EXERCISE PROMPT:
Output range, inclusive: from the line containing "before the transport's" to the line containing "fn write(&mut self, data: &[u8])". Restate those lines from the data below word for word and only those.

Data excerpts
◇ ◇ ◇ ◇
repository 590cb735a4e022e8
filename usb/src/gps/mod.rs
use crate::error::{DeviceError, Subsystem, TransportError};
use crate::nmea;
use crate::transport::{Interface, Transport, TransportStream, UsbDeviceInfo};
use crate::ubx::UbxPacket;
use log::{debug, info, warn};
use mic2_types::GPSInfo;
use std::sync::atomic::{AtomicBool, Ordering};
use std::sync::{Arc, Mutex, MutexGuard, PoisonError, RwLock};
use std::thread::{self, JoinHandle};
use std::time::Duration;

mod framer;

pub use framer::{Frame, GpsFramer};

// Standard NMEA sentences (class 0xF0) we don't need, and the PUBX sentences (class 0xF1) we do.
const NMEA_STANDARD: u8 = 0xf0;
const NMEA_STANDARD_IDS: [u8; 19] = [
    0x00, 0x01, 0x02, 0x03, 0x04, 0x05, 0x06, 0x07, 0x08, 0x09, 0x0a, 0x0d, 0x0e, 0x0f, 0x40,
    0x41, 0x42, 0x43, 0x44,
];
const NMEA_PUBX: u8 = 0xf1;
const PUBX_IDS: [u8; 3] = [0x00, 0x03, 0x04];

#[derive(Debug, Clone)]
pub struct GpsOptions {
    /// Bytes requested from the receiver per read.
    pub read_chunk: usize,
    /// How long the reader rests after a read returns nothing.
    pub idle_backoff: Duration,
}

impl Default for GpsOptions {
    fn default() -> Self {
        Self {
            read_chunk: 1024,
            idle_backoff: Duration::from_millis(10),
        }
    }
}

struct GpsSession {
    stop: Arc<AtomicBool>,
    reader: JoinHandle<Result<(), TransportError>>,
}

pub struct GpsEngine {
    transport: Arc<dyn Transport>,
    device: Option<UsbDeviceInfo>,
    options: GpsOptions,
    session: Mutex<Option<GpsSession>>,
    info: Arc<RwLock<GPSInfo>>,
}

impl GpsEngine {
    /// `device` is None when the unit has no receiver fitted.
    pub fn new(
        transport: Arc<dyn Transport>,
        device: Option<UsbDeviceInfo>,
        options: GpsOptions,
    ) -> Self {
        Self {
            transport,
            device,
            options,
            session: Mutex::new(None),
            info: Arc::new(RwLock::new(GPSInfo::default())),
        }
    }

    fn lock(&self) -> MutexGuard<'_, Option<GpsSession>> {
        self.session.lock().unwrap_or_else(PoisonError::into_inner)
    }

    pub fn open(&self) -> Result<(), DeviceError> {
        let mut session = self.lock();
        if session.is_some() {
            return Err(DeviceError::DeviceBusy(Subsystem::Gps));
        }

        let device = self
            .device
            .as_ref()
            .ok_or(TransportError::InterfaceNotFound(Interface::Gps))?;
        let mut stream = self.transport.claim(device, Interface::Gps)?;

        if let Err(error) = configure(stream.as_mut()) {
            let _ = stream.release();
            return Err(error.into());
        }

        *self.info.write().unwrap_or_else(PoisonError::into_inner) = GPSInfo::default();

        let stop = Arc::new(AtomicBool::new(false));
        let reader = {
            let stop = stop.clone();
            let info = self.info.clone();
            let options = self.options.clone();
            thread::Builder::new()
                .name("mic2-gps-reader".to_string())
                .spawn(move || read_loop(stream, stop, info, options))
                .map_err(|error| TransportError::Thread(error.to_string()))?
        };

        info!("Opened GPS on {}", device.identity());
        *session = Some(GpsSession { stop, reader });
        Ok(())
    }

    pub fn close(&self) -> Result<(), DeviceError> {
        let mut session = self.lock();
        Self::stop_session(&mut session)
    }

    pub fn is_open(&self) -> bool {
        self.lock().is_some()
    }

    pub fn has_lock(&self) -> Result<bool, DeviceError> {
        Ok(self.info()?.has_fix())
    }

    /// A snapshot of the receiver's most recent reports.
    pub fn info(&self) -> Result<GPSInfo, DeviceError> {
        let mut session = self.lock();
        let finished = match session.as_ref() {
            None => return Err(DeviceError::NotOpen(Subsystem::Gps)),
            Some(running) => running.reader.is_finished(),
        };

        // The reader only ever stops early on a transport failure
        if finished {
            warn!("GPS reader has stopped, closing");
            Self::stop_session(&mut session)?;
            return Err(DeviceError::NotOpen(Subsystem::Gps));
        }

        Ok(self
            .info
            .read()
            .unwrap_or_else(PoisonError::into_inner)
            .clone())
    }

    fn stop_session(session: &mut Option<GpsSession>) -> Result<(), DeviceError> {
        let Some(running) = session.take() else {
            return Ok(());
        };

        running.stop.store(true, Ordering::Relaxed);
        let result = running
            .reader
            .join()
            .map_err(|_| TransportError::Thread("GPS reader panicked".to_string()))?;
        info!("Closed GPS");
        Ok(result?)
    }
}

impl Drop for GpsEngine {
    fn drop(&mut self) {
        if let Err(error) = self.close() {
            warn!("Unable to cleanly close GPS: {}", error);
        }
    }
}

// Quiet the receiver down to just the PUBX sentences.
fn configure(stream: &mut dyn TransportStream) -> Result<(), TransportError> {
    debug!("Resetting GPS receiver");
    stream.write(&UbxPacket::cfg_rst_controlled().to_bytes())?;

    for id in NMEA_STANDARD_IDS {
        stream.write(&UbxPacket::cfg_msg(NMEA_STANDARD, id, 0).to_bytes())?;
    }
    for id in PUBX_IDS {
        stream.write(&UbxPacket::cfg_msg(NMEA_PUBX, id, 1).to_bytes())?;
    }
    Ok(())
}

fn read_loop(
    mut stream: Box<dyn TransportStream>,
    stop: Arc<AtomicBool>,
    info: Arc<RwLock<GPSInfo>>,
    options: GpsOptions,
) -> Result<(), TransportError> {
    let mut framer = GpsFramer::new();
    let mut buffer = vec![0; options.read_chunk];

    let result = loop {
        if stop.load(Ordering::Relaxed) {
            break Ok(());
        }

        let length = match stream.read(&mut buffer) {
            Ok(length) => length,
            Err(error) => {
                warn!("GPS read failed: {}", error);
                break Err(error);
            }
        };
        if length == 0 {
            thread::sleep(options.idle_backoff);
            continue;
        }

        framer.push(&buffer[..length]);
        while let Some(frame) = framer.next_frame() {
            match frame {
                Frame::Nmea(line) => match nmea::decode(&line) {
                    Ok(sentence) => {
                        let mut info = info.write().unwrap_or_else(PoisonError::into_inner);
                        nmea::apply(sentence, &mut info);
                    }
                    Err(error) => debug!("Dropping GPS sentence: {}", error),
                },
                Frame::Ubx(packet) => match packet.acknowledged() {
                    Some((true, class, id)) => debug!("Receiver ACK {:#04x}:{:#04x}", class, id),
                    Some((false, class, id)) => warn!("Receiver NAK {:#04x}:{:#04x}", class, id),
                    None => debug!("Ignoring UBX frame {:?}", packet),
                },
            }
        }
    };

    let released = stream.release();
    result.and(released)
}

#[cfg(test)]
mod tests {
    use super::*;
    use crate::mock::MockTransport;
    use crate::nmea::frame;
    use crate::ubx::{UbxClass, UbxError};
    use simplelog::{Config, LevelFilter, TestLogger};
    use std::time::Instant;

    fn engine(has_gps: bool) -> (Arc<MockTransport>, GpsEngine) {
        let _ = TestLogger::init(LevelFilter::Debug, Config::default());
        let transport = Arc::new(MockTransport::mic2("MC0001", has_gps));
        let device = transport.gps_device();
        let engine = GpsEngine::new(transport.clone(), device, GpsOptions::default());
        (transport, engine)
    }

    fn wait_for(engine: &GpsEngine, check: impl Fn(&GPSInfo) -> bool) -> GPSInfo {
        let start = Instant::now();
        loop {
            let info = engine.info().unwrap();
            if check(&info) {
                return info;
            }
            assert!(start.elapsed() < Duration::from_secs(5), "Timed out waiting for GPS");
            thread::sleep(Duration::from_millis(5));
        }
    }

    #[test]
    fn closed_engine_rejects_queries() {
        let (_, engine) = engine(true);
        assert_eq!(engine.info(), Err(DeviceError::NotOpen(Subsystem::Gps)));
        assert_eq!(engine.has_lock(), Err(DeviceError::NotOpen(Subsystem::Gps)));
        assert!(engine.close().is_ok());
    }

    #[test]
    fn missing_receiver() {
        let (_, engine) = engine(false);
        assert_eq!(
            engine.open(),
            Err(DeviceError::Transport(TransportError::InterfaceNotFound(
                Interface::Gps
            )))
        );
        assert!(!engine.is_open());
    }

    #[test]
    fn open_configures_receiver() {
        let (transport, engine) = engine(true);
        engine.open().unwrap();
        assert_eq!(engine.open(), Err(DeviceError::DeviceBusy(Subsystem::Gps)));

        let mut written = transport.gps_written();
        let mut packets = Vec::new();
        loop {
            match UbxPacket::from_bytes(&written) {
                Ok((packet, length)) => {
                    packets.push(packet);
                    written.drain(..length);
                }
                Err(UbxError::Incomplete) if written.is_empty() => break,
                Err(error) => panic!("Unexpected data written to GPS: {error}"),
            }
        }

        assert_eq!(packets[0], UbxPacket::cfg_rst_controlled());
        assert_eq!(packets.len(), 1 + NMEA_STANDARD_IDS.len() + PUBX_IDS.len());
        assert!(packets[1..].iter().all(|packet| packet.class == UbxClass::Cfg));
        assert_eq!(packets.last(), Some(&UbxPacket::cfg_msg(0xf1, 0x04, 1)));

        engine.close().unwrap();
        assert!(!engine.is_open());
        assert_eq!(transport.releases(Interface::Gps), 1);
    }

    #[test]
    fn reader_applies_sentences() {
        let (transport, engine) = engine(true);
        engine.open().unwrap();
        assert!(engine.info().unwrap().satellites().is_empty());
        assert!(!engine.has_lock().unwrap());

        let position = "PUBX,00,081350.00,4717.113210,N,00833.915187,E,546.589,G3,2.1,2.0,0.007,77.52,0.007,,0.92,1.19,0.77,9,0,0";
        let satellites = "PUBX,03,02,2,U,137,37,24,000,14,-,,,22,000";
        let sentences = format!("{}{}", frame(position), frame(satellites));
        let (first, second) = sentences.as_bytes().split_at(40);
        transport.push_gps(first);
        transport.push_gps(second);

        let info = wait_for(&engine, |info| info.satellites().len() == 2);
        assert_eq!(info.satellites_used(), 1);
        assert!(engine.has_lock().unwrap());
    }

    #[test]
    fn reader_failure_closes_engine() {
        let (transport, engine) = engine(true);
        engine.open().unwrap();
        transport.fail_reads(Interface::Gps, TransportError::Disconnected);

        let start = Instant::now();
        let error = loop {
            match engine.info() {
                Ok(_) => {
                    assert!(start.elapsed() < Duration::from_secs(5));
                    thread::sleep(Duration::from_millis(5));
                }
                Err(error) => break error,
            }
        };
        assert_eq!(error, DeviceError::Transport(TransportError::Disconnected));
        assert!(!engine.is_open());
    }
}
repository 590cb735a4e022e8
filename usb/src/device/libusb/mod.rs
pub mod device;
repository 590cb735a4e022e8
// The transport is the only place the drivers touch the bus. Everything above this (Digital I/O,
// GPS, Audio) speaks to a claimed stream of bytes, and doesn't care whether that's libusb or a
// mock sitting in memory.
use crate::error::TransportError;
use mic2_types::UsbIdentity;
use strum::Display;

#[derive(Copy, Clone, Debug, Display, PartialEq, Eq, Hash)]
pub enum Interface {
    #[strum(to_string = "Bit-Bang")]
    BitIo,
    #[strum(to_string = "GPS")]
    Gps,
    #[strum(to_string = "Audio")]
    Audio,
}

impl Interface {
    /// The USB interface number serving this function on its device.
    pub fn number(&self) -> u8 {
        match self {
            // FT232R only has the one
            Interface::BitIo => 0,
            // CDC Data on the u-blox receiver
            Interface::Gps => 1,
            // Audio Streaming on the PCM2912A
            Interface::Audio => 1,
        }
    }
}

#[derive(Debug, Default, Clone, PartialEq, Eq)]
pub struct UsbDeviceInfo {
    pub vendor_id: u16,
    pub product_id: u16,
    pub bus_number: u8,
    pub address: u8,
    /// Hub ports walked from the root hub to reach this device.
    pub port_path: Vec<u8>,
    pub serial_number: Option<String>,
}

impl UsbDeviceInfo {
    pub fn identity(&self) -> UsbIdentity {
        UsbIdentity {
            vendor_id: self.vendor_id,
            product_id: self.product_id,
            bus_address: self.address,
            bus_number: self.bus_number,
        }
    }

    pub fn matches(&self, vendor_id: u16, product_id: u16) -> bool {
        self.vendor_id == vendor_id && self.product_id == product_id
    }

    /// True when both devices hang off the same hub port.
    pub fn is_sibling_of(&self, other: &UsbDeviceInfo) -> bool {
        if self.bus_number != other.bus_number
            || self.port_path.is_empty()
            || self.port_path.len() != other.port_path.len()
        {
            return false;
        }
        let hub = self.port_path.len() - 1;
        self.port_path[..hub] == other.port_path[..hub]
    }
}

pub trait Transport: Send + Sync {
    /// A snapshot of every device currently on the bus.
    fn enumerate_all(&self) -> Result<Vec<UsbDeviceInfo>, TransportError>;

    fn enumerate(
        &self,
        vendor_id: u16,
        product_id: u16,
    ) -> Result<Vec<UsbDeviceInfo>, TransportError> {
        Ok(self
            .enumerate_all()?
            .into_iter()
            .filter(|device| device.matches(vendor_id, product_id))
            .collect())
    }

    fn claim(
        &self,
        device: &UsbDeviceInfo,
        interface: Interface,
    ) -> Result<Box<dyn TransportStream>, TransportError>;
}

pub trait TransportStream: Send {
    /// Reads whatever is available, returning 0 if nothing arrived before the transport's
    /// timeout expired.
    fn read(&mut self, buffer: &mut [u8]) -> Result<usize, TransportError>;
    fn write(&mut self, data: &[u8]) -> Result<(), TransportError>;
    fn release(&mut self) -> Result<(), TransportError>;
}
◇ ◇ ◇ ◇
THE ANSWER:
    /// Reads whatever is available, returning 0 if nothing arrived before the transport's
    /// timeout expired.
    fn read(&mut self, buffer: &mut [u8]) -> Result<usize, TransportError>;
    fn write(&mut self, data: &[u8]) -> Result<(), TransportError>;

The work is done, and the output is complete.